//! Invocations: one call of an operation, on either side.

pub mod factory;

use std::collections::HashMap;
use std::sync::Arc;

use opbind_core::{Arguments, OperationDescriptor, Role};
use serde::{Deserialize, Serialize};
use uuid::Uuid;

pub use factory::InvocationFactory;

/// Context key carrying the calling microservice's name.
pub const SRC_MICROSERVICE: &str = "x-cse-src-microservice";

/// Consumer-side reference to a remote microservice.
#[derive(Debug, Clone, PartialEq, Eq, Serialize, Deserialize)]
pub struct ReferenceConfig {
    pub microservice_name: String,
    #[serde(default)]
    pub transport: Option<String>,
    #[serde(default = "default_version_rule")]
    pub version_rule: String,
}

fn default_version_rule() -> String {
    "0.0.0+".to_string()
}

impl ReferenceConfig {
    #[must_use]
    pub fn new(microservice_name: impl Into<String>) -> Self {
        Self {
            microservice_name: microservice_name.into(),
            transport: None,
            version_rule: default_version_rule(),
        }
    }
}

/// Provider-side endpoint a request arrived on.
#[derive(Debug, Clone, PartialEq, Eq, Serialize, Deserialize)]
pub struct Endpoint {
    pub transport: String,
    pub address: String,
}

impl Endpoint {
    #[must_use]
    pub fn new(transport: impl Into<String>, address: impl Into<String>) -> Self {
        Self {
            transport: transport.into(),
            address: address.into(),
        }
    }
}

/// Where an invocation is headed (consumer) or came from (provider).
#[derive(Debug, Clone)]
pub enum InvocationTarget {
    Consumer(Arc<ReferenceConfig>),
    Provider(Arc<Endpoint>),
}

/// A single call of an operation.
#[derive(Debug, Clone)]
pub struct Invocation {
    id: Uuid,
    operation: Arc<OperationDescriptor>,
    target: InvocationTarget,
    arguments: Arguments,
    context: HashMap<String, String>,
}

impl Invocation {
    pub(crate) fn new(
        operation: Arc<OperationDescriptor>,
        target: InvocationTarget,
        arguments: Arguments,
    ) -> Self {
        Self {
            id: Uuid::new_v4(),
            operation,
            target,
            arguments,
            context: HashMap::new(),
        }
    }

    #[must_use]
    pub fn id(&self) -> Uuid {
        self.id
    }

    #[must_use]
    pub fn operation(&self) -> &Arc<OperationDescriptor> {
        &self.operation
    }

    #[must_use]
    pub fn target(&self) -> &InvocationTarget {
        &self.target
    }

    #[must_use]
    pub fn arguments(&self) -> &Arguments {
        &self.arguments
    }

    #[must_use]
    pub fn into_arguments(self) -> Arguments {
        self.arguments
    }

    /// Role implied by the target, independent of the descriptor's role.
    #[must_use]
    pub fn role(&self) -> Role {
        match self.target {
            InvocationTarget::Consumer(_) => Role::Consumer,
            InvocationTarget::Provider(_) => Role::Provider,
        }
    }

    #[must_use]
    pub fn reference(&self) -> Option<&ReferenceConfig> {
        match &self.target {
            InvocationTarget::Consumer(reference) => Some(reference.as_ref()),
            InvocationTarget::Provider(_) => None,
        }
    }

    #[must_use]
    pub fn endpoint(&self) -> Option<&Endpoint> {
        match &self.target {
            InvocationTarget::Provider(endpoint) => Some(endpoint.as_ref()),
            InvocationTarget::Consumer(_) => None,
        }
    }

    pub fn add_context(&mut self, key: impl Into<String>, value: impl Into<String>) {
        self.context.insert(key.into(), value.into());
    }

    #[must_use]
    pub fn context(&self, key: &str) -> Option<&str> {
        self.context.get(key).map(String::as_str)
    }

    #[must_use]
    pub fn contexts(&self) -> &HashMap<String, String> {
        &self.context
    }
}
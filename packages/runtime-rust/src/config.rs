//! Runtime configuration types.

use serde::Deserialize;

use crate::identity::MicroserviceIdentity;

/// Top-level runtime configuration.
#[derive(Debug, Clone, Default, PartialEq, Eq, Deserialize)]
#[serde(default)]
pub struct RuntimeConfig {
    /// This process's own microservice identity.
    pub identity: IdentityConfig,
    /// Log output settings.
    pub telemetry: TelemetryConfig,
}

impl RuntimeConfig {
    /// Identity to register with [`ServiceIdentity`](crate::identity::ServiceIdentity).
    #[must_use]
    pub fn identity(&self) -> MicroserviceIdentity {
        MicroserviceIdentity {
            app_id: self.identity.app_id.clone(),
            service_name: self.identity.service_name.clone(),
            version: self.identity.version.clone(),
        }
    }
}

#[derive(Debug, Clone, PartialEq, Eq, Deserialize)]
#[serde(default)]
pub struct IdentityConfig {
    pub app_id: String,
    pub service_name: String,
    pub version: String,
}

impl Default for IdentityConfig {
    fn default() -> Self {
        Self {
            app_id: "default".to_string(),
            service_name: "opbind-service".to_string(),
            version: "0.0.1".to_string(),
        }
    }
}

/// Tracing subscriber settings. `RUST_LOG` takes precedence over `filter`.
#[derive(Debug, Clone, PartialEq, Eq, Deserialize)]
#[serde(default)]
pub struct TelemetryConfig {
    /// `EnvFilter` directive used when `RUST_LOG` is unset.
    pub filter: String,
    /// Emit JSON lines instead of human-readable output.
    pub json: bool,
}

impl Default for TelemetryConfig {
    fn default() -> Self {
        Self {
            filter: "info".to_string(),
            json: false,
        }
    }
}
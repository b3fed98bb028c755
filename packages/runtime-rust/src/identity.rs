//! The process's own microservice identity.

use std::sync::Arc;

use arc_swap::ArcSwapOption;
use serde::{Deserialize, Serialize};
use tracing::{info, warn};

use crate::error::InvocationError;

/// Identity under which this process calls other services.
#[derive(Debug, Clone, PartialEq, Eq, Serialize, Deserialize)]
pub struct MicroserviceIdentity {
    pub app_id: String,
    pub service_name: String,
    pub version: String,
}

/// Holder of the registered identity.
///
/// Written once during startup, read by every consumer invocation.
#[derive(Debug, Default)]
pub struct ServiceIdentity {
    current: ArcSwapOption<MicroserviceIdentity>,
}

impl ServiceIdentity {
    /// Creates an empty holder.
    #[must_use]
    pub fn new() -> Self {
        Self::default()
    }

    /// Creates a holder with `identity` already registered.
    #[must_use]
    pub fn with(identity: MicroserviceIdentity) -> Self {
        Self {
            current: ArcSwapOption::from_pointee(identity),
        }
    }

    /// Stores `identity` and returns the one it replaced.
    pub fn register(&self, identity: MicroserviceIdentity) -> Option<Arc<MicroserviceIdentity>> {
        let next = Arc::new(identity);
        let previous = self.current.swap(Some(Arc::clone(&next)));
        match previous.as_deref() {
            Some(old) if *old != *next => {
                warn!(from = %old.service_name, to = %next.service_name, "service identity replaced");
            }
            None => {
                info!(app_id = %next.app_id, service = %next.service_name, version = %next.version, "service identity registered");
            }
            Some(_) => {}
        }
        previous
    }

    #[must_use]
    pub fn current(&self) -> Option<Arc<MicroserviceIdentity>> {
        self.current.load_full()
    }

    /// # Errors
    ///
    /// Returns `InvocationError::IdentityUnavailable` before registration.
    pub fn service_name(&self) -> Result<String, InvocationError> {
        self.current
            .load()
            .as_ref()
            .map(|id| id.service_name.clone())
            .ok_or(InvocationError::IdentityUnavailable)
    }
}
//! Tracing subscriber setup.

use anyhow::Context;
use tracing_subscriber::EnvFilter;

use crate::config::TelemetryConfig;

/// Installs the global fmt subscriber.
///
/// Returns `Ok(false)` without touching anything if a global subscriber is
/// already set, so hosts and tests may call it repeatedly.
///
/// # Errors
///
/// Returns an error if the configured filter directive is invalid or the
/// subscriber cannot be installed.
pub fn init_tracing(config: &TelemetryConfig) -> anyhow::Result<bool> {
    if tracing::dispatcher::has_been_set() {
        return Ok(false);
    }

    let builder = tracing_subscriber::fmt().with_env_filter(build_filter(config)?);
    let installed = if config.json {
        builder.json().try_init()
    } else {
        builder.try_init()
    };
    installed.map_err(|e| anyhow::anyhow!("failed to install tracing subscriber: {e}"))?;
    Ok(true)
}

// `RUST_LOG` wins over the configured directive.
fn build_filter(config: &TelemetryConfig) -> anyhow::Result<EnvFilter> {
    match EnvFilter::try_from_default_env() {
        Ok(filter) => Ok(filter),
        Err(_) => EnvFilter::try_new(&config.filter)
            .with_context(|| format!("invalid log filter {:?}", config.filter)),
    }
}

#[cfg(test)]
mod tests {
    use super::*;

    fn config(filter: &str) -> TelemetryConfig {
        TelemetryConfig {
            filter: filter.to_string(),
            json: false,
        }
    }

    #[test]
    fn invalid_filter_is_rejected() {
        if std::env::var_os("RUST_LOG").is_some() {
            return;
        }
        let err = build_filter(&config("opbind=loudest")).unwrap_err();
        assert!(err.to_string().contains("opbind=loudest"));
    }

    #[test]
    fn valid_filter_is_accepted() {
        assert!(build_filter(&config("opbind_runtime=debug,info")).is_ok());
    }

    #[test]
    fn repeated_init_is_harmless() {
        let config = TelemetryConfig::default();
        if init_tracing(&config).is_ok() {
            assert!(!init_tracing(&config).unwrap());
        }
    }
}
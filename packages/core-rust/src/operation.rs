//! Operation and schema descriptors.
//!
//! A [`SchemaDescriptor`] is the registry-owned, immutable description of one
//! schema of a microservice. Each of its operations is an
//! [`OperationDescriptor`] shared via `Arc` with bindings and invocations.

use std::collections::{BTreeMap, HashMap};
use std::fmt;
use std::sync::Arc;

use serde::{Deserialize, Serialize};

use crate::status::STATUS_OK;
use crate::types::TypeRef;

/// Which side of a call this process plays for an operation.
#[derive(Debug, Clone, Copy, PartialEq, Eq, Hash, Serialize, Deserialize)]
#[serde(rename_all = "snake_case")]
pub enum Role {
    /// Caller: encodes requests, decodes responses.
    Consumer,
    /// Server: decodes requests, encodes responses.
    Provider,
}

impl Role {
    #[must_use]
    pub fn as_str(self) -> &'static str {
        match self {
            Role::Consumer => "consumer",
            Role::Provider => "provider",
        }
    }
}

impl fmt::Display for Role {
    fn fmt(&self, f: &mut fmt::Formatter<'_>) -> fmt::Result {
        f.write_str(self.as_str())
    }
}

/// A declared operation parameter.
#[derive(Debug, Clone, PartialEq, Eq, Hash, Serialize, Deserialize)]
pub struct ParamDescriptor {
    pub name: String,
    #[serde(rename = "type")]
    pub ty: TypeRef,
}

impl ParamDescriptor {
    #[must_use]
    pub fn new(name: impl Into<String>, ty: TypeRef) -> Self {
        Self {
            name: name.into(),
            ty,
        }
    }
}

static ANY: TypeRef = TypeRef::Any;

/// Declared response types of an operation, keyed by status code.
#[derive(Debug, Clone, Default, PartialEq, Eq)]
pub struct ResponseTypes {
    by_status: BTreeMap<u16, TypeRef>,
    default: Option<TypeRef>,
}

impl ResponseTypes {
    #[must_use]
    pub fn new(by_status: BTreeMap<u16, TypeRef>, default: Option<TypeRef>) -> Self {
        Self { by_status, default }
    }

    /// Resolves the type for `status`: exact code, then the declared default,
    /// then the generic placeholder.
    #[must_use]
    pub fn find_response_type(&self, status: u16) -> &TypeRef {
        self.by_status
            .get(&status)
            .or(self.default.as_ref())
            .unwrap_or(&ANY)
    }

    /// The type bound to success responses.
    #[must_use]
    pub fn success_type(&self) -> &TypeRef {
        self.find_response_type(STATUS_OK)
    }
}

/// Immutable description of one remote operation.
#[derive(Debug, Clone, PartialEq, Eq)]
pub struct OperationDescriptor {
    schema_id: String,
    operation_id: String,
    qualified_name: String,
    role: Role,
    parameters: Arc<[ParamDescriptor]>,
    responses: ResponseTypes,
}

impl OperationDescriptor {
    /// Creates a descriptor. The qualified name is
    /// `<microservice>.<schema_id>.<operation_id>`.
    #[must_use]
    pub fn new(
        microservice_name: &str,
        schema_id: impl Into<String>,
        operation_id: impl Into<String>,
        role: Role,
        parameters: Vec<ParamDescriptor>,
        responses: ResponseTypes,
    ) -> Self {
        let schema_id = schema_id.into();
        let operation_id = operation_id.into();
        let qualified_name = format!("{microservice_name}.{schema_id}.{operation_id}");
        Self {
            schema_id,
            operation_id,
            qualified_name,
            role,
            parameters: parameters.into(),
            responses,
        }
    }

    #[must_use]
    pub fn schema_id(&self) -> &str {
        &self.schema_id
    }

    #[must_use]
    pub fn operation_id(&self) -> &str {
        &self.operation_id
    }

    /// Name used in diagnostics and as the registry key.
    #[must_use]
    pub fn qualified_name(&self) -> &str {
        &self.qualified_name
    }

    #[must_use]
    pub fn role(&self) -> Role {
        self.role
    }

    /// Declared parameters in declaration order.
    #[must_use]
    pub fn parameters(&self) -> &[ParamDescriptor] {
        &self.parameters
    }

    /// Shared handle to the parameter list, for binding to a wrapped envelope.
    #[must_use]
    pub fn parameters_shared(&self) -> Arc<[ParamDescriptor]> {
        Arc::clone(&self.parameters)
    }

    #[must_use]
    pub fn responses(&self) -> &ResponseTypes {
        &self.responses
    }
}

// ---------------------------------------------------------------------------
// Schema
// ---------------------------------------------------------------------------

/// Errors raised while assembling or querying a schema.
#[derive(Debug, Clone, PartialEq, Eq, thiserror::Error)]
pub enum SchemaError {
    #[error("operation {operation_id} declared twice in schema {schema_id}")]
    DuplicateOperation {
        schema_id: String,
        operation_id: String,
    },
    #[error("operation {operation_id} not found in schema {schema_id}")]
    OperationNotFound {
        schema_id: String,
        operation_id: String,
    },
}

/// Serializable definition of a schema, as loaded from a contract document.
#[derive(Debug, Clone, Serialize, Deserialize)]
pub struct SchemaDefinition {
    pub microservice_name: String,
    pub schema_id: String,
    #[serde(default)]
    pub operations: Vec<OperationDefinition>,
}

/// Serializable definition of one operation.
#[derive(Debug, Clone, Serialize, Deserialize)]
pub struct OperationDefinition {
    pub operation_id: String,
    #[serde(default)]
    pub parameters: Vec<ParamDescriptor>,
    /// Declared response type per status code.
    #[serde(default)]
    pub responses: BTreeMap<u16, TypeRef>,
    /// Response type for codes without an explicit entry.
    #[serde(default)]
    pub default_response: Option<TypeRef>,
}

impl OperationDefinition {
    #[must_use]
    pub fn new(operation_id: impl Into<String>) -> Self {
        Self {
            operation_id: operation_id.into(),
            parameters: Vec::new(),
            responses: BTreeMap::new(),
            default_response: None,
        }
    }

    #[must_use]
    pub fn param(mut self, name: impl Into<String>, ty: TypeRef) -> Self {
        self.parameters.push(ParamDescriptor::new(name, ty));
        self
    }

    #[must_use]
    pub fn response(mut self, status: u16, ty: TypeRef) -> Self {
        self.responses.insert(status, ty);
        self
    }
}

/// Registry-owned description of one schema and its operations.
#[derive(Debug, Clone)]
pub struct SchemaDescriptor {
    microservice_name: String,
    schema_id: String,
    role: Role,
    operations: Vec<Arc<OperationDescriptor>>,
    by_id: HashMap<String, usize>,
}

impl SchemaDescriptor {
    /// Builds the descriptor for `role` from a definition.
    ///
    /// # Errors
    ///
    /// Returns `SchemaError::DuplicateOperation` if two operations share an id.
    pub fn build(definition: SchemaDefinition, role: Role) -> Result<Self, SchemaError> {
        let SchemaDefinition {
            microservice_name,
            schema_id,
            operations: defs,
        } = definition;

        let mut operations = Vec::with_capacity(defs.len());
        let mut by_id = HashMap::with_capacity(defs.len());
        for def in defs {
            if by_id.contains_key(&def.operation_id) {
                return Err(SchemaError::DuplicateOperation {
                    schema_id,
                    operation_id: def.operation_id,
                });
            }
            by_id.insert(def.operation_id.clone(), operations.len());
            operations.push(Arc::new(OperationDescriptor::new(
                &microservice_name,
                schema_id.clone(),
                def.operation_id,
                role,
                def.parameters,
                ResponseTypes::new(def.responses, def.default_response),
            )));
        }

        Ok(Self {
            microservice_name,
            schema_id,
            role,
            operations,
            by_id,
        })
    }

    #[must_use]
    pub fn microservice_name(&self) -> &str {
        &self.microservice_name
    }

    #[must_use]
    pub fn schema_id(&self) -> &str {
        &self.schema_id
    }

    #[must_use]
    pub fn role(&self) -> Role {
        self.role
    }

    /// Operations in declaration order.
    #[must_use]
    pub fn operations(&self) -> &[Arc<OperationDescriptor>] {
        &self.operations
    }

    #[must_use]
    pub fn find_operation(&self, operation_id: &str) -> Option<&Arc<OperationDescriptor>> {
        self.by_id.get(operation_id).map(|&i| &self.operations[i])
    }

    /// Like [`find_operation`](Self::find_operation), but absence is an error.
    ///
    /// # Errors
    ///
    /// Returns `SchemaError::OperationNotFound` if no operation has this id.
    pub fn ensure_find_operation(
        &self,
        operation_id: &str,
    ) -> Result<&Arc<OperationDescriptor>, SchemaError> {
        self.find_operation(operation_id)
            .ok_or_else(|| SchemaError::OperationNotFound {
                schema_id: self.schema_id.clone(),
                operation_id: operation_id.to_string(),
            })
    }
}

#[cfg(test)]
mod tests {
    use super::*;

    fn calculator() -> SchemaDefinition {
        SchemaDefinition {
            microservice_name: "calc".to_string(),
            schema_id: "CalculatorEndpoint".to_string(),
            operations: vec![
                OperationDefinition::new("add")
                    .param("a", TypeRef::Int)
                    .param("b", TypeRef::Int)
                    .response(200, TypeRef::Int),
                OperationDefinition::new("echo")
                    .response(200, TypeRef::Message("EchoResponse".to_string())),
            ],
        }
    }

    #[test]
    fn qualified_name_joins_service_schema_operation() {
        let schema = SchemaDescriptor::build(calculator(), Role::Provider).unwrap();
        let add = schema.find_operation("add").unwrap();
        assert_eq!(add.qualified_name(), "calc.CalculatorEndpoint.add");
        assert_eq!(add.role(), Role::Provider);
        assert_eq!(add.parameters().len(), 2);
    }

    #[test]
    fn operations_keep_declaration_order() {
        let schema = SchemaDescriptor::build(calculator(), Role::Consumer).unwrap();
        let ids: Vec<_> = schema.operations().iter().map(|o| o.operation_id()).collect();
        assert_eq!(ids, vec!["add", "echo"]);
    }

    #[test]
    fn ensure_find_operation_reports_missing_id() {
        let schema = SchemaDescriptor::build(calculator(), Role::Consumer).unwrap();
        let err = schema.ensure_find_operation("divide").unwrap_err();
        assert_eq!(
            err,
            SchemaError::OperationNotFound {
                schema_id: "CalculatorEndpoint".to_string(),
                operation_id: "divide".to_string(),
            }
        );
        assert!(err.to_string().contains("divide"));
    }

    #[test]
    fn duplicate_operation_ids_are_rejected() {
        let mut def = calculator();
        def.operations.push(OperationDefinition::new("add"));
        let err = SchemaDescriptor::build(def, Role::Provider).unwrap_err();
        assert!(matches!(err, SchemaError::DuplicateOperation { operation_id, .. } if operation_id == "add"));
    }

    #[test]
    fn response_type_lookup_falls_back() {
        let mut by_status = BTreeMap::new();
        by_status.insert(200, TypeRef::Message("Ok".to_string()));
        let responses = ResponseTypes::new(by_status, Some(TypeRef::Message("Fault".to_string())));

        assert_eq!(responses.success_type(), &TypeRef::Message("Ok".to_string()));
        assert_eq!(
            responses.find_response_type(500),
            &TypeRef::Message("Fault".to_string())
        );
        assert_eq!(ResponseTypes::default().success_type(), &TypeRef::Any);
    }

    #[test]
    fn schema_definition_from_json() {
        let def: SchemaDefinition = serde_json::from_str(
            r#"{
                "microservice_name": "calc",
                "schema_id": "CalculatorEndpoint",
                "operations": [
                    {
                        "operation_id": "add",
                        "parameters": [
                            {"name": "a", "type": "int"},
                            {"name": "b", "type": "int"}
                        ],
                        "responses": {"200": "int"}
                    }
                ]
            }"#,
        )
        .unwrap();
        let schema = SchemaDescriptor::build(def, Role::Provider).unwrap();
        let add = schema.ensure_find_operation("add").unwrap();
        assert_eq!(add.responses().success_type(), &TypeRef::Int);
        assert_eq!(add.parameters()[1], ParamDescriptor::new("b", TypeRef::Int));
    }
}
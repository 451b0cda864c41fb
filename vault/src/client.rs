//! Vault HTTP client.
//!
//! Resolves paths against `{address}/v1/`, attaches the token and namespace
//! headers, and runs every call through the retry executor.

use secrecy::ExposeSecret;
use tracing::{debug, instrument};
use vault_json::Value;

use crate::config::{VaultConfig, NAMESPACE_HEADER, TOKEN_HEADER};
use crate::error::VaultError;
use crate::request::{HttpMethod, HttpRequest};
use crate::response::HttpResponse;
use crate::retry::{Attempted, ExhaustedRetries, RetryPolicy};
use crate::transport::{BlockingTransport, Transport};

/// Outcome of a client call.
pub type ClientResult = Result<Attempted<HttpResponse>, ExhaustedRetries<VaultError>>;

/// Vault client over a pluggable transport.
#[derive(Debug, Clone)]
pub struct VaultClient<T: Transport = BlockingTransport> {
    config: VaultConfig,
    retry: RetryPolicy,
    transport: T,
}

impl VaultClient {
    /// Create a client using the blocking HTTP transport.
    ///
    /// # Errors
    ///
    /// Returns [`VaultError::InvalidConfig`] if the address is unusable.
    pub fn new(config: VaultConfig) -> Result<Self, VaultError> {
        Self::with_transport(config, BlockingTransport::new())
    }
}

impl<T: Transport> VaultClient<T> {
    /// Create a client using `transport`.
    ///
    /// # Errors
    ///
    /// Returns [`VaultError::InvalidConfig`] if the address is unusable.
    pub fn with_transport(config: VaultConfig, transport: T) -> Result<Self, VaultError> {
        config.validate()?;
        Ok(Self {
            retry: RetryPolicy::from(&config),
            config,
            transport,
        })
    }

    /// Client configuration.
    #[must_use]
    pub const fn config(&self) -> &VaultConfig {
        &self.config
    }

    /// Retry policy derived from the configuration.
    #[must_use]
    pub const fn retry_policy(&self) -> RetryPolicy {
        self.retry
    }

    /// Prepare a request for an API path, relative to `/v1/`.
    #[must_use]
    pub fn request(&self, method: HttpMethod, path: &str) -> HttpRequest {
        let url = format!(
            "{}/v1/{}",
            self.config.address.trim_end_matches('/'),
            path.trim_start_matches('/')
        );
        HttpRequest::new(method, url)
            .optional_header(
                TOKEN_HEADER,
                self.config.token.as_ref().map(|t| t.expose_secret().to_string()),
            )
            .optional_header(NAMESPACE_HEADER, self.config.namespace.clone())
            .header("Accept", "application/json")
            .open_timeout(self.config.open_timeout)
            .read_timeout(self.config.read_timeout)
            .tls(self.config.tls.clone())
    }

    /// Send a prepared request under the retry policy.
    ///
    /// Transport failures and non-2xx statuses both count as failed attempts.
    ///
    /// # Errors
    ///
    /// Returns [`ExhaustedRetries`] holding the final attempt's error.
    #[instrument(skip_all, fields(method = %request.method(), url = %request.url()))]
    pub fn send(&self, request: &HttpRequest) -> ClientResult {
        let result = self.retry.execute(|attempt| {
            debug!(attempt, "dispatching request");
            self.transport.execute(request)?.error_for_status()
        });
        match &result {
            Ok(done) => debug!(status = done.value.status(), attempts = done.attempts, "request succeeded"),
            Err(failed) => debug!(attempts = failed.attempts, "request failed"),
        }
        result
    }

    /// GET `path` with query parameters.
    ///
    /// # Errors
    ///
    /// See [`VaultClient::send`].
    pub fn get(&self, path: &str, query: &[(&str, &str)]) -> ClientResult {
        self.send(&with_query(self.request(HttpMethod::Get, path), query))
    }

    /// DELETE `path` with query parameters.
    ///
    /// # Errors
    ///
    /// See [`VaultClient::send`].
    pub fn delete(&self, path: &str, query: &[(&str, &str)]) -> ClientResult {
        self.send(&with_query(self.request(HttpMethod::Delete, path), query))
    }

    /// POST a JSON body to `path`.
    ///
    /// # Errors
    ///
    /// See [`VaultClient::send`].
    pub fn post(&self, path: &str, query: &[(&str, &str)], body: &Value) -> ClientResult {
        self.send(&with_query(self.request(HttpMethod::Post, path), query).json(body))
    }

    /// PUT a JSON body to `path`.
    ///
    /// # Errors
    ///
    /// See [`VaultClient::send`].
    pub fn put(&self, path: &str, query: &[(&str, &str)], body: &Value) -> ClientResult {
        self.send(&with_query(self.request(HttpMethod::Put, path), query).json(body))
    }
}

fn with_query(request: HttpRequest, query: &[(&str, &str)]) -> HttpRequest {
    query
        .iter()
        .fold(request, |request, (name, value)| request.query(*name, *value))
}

========================================================================

Activity: Using the listing above, gather each line that holds the string "over" and copy it.

Task solution:
/// Tracing subscriber settings. `RUST_LOG` takes precedence over `filter`.
// `RUST_LOG` wins over the configured directive.
/// Vault client over a pluggable transport.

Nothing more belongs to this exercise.